La lecture de « Entretiens avec Aimé CESAIRE » a ceci de particulier – de magique ? – que l’on a l’impression qu’Aimé CESAIRE est toujours présent, que nous allons retrouver son regard malicieux, sa voix qui zozote un peu, ses silences, les gestes de ses mains que Marie-Josée décrit, p. 30 « longues, fines, noires, belles qui parlent avant lui ».
Marie-Josée ALIE nous restitue les convictions et les indignations d’Aimé CESAIRE, les doutes et les incertitudes d’Aimé CESAIRE.
Et, à lire Marie-Josée, on entend CESAIRE nous interpeller : p.80 :
« Au fond nous Antillais, nous sommes les miraculés de l’histoire. Car si les mathématiques étaient mathématiquement vraies, eh bien nous aurions déjà dû avoir disparu, or nous n’avons pas disparu. Nous avons connu la traite, l’esclavage, le préjugé de couleur, le crachat à la face, et nous avons survécu à tout cela.

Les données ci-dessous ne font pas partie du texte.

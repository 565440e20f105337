// ============================================================================
// Order Business Rule Errors
// ============================================================================

#[derive(Debug, Clone, PartialEq, thiserror::Error)]
pub enum OrderError {
    /// Invalid argument passed to `add_item` on a validating order.
    #[error("Invalid argument: price cannot be negative (got {price} for '{name}')")]
    NegativePrice { name: String, price: f64 },
}
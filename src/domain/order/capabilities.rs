use super::aggregate::Order;
use super::calculator::total_price;

// ============================================================================
// Order Capabilities
// ============================================================================
//
// Each trait carries exactly one operation. Order types implement only
// the capabilities they actually support.
//
// ============================================================================

pub trait CalculateOrder {
    fn calculate_total_price(&self) -> f64;
}

pub trait Download {
    fn download_order(&self) -> String;
}

pub trait ShipOrder {
    fn ship_order(&self) -> String;
}

// ============================================================================
// In-Store Order - price calculation only
// ============================================================================

#[derive(Debug, Clone, Default)]
pub struct InStoreOrder {
    order: Order,
}

impl InStoreOrder {
    pub fn new(order: Order) -> Self {
        Self { order }
    }

    pub fn order(&self) -> &Order {
        &self.order
    }
}

impl CalculateOrder for InStoreOrder {
    fn calculate_total_price(&self) -> f64 {
        total_price(self.order.items())
    }
}

// ============================================================================
// Online Order - price, download and shipping
// ============================================================================

#[derive(Debug, Clone, Default)]
pub struct OnlineOrder {
    order: Order,
}

impl OnlineOrder {
    pub fn new(order: Order) -> Self {
        Self { order }
    }

    pub fn order(&self) -> &Order {
        &self.order
    }
}

impl CalculateOrder for OnlineOrder {
    fn calculate_total_price(&self) -> f64 {
        total_price(self.order.items())
    }
}

impl Download for OnlineOrder {
    fn download_order(&self) -> String {
        tracing::debug!(order_id = %self.order.id(), "Preparing order download");
        "download order".to_string()
    }
}

impl ShipOrder for OnlineOrder {
    fn ship_order(&self) -> String {
        tracing::debug!(
            order_id = %self.order.id(),
            items = self.order.len(),
            "Dispatching order"
        );
        "ship order".to_string()
    }
}

// ============================================================================
// Capability-bound consumers
// ============================================================================

/// Checkout only needs a price.
pub fn checkout<O: CalculateOrder + ?Sized>(order: &O) -> f64 {
    order.calculate_total_price()
}

/// Fulfilment of a remote order needs every capability.
pub fn fulfil<O>(order: &O) -> Vec<String>
where
    O: CalculateOrder + Download + ShipOrder + ?Sized,
{
    vec![
        order.calculate_total_price().to_string(),
        order.download_order(),
        order.ship_order(),
    ]
}

#[cfg(test)]
mod tests {
    use super::*;

    fn sample_order() -> Order {
        let mut order = Order::new();
        order.add_item("short", 50.0, 2);
        order.add_item("mont", 200.0, 1);
        order
    }

    #[test]
    fn test_in_store_checkout() {
        let order = InStoreOrder::new(sample_order());
        assert_eq!(checkout(&order), 300.0);
    }

    #[test]
    fn test_online_order_supports_every_capability() {
        let order = OnlineOrder::new(sample_order());

        assert_eq!(order.calculate_total_price(), 300.0);
        assert_eq!(order.download_order(), "download order");
        assert_eq!(order.ship_order(), "ship order");
    }

    #[test]
    fn test_fulfil_online_order() {
        let order = OnlineOrder::new(sample_order());
        assert_eq!(fulfil(&order), vec!["300", "download order", "ship order"]);
    }

    #[test]
    fn test_checkout_through_trait_object() {
        let orders: Vec<Box<dyn CalculateOrder>> = vec![
            Box::new(InStoreOrder::new(sample_order())),
            Box::new(OnlineOrder::new(Order::new())),
        ];

        let totals: Vec<f64> = orders.iter().map(|o| checkout(&**o)).collect();
        assert_eq!(totals, vec![300.0, 0.0]);
    }
}
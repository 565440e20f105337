use std::io::Write;

use anyhow::Result;

use crate::domain::discount::{DiscountCalculator, NominalDiscount, PercentDiscount};

/// Discount policies are added as new strategies, the calculator is untouched.
pub fn run(out: &mut dyn Write) -> Result<()> {
    let discount = DiscountCalculator::new(NominalDiscount::default());
    writeln!(out, "{}", discount.calculate(200.0))?;

    let discount = DiscountCalculator::new(PercentDiscount::default());
    writeln!(out, "{}", discount.calculate(200.0))?;

    Ok(())
}

#[cfg(test)]
mod tests {
    use super::*;

    #[test]
    fn test_transcript() {
        let mut buf = Vec::new();
        run(&mut buf).unwrap();

        assert_eq!(String::from_utf8(buf).unwrap(), "100\n100\n");
    }
}
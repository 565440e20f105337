// ============================================================================
// Storage - Persistence contract and simulated backends
// ============================================================================

mod repository;
mod mysql;
mod redis;
mod database;

pub use repository::{order_payload, OrderManager, OrderRepository};
pub use mysql::MySqlConnection;
pub use redis::RedisStore;
pub use database::DatabaseRepository;
use crate::domain::order::Order;

use super::repository::{order_payload, OrderRepository};

/// Key-value backend. Orders would be stored as JSON under `<prefix>:<id>`.
#[derive(Debug, Clone)]
pub struct RedisStore {
    key_prefix: String,
}

impl Default for RedisStore {
    fn default() -> Self {
        Self::new("order")
    }
}

impl RedisStore {
    pub fn new(key_prefix: impl Into<String>) -> Self {
        Self {
            key_prefix: key_prefix.into(),
        }
    }

    pub fn key_for(&self, order: &Order) -> String {
        format!("{}:{}", self.key_prefix, order.id())
    }
}

impl OrderRepository for RedisStore {
    fn save(&self, order: &Order) -> String {
        let key = self.key_for(order);

        match order_payload(order) {
            Some(value) => tracing::debug!(key = %key, value = %value, "Simulated Redis SET"),
            None => tracing::debug!(key = %key, "Simulated Redis SET without payload"),
        }

        "Save data to Redis".to_string()
    }

    fn backend(&self) -> &'static str {
        "redis"
    }
}
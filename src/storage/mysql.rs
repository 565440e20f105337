use crate::domain::order::Order;

use super::repository::{order_payload, OrderRepository};

/// Relational-style backend. Builds the INSERT it would run and logs it.
#[derive(Debug, Clone)]
pub struct MySqlConnection {
    table: String,
}

impl Default for MySqlConnection {
    fn default() -> Self {
        Self::new("orders")
    }
}

impl MySqlConnection {
    pub fn new(table: impl Into<String>) -> Self {
        Self {
            table: table.into(),
        }
    }

    fn insert_statement(&self, order: &Order) -> String {
        format!(
            "INSERT INTO {} (id, created_at, items) VALUES ('{}', '{}', ?)",
            self.table,
            order.id(),
            order.created_at().to_rfc3339()
        )
    }
}

impl OrderRepository for MySqlConnection {
    fn save(&self, order: &Order) -> String {
        let statement = self.insert_statement(order);
        let payload = order_payload(order).unwrap_or_default();

        tracing::debug!(
            order_id = %order.id(),
            statement = %statement,
            payload_bytes = payload.len(),
            "Simulated MySQL write"
        );

        "Save data to MySQL Database".to_string()
    }

    fn backend(&self) -> &'static str {
        "mysql"
    }
}

#[cfg(test)]
mod tests {
    use super::*;

    #[test]
    fn test_mysql_confirmation() {
        let order = Order::new();
        assert_eq!(MySqlConnection::default().save(&order), "Save data to MySQL Database");
    }

    #[test]
    fn test_insert_statement_targets_table() {
        let order = Order::new();
        let statement = MySqlConnection::new("archive").insert_statement(&order);

        assert!(statement.starts_with("INSERT INTO archive "));
        assert!(statement.contains(&order.id().to_string()));
    }
}
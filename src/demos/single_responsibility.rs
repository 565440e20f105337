use std::io::Write;

use anyhow::Result;

use crate::domain::order::{Order, OrderCalculator, OrderPrinter};
use crate::storage::{DatabaseRepository, OrderRepository};

/// Order, printer, calculator and repository each do one job.
pub fn run(out: &mut dyn Write) -> Result<()> {
    let mut order = Order::new();
    order.add_item("short", 50.0, 2);
    order.add_item("mont", 200.0, 1);

    let printer = OrderPrinter::new();
    let calculator = OrderCalculator::new();
    let repository = DatabaseRepository::new();

    printer.write_orders(&order, out)?;

    let total = calculator.calculate_total_price(&order);
    writeln!(out, "Total Price: {}", total)?;

    writeln!(out, "{}", repository.save(&order))?;
    Ok(())
}

#[cfg(test)]
mod tests {
    use super::*;

    #[test]
    fn test_transcript() {
        let mut buf = Vec::new();
        run(&mut buf).unwrap();

        assert_eq!(
            String::from_utf8(buf).unwrap(),
            "short 50 2\nmont 200 1\nTotal Price: 300\nSaved to Database\n"
        );
    }
}
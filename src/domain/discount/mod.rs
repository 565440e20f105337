pub mod strategy;
pub mod calculator;

pub use strategy::{DiscountStrategy, NominalDiscount, PercentDiscount};
pub use calculator::DiscountCalculator;
use super::strategy::DiscountStrategy;

/// Applies the strategy it was built with. The strategy is fixed for the
/// calculator's lifetime.
pub struct DiscountCalculator {
    strategy: Box<dyn DiscountStrategy>,
}

impl DiscountCalculator {
    pub fn new(strategy: impl DiscountStrategy + 'static) -> Self {
        Self {
            strategy: Box::new(strategy),
        }
    }

    pub fn calculate(&self, amount: f64) -> f64 {
        let discounted = self.strategy.apply(amount);

        tracing::debug!(
            strategy = self.strategy.name(),
            amount,
            discounted,
            "Applied discount"
        );

        discounted
    }

    pub fn strategy_name(&self) -> &'static str {
        self.strategy.name()
    }
}

impl std::fmt::Debug for DiscountCalculator {
    fn fmt(&self, f: &mut std::fmt::Formatter<'_>) -> std::fmt::Result {
        f.debug_struct("DiscountCalculator")
            .field("strategy", &self.strategy.name())
            .finish()
    }
}
use std::io::Write;

use tracing_subscriber::{fmt, prelude::*, EnvFilter};

fn main() -> anyhow::Result<()> {
    // Diagnostics go to stderr so stdout carries only the demo output.
    // Override with RUST_LOG, e.g. RUST_LOG=solid_orders=debug
    tracing_subscriber::registry()
        .with(fmt::layer().with_target(true).with_writer(std::io::stderr))
        .with(
            EnvFilter::try_from_default_env()
                .unwrap_or_else(|_| EnvFilter::new("warn,solid_orders=info")),
        )
        .init();

    tracing::info!("Starting order principles demo");

    let stdout = std::io::stdout();
    let mut out = stdout.lock();
    solid_orders::demos::run_all(&mut out)?;
    out.flush()?;

    tracing::info!("Demo complete");

    Ok(())
}
//! Toy order-management domain used to walk through the five SOLID
//! principles: single responsibility, open/closed, Liskov substitution,
//! interface segregation and dependency inversion.

pub mod domain;
pub mod storage;
pub mod demos;
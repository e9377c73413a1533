//! Command-line argument definitions.

use std::path::PathBuf;

use clap::{Parser, Subcommand};

/// Far Cry server session log analyzer.
///
/// Reconstructs the frag history of one multiplayer session and renders or
/// exports it.
#[derive(Debug, Parser)]
#[command(name = "fraglog", version, about, long_about = None)]
pub struct Cli {
    /// Enable verbose output.
    #[arg(short, long, global = true)]
    pub verbose: bool,

    #[command(subcommand)]
    pub command: Commands,
}

/// Available subcommands.
#[derive(Debug, Subcommand)]
pub enum Commands {
    /// Print the reconstructed session: metadata, match window, frag lines.
    Report {
        /// Path to the server log file.
        log: PathBuf,

        /// Emit the full report as JSON instead of text.
        #[arg(long)]
        json: bool,
    },

    /// Write the frag history to a delimited (CSV) file.
    Export {
        /// Path to the server log file.
        log: PathBuf,

        /// Output file path.
        out: PathBuf,
    },
}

A partir de ce naufrage, nous avons recomposé quelque chose, nous avons rebâti un peuple. Mais au-delà de la survie, il faut avec nos peuples que nous inventions l’avenir ! Sur quelle base ? Nous devons puiser en nous-mêmes des raisons qui ne soient ni la guerre, ni la consommation, des raisons d’espérer. C’est à nous d’inventer notre futur ».
Si Marie-Josée ALIE est arrivée à l’alchimie que j’ai mentionnée plus tôt, c’est qu’en plus de ses trois compétences, journaliste, femme de lettres, musicienne, elle a mis dans cet ouvrage une part d’elle-même.
Ses mots, chargés de respect, de tendresse filiale et d’une certaine mélancolie vous touchent au cœur.
La p.124 l’atteste :
« Et j’ai enfermé dans une bulle le souvenir particulier de l’une de nos promenades dans le Nord.
Je revois sa marche vers l’océan démonté, la plage n’est pas hostile, elle est juste brutale, sans fioriture de carte postale. Les mains croisées derrière le dos, il me convainc sans parler que la vérité de mon pays est là…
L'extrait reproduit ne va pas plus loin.